___ Provided material ___
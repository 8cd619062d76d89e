//! Websocket relay server that pairs two anonymous clients into
//! an ephemeral room and forwards their frames without ever
//! seeing plaintext or key material.
//!
//! Nodes share no memory; room capacity and participant location
//! are arbitrated by a [RoomRegistry] and frames between nodes
//! travel over a [RelayBus].

#![deny(missing_docs)]

mod bus;
mod config;
mod error;
mod registry;
mod server;
mod service;
mod websocket;

pub use bus::{MemoryBus, RelayBus};
pub use config::{CorsConfig, RoomConfig, ServerConfig, TlsConfig};
pub use error::Error;
pub use registry::{JoinOutcome, MemoryRegistry, RoomRegistry};
pub use server::RelayServer;

pub use axum;

/// Result type for the relay service.
pub type Result<T> = std::result::Result<T, Error>;
use anyhow::Result;
use std::{sync::Arc, time::Duration};

use crevice_client::{ClientOptions, NativeClient};
use crevice_relay_server::{MemoryBus, MemoryRegistry};

use crate::test_utils::{
    connect_first, initiator_client, participant_client,
    spawn_server,
};

/// Two clients pair on a single node: the creator learns the
/// generated room id, the key exchange converges, an encrypted
/// ping/pong round trips and the survivor is signalled when the
/// peer hangs up.
#[tokio::test]
async fn integration_pairing_single_node() -> Result<()> {
    let registry = Arc::new(MemoryRegistry::new(
        Duration::from_secs(30),
    ));
    let bus = Arc::new(MemoryBus::new());
    let server =
        spawn_server(Arc::clone(&registry), Arc::clone(&bus))
            .await?;

    let (alice, alice_events, room_id) =
        connect_first(&server).await?;

    let options = ClientOptions {
        room_id: Some(room_id),
    };
    let (bob, bob_loop) =
        NativeClient::new(&server, options).await?;
    let bob_events = bob_loop.run();

    let alice_task =
        tokio::spawn(initiator_client(alice, alice_events));
    let bob_task =
        tokio::spawn(participant_client(bob, bob_events));

    alice_task.await??;
    bob_task.await??;
    Ok(())
}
___
- **What this task involves**:
All that belongs in the answer is an exact copy of the lines from the start of the records above through the line with "creator learns the".

- **Response box**:
repository 8cd619062d76d89e
//! Websocket relay server that pairs two anonymous clients into
//! an ephemeral room and forwards their frames without ever
//! seeing plaintext or key material.
//!
//! Nodes share no memory; room capacity and participant location
//! are arbitrated by a [RoomRegistry] and frames between nodes
//! travel over a [RelayBus].

#![deny(missing_docs)]

mod bus;
mod config;
mod error;
mod registry;
mod server;
mod service;
mod websocket;

pub use bus::{MemoryBus, RelayBus};
pub use config::{CorsConfig, RoomConfig, ServerConfig, TlsConfig};
pub use error::Error;
pub use registry::{JoinOutcome, MemoryRegistry, RoomRegistry};
pub use server::RelayServer;

pub use axum;

/// Result type for the relay service.
pub type Result<T> = std::result::Result<T, Error>;
use anyhow::Result;
use std::{sync::Arc, time::Duration};

use crevice_client::{ClientOptions, NativeClient};
use crevice_relay_server::{MemoryBus, MemoryRegistry};

use crate::test_utils::{
    connect_first, initiator_client, participant_client,
    spawn_server,
};

/// Two clients pair on a single node: the creator learns the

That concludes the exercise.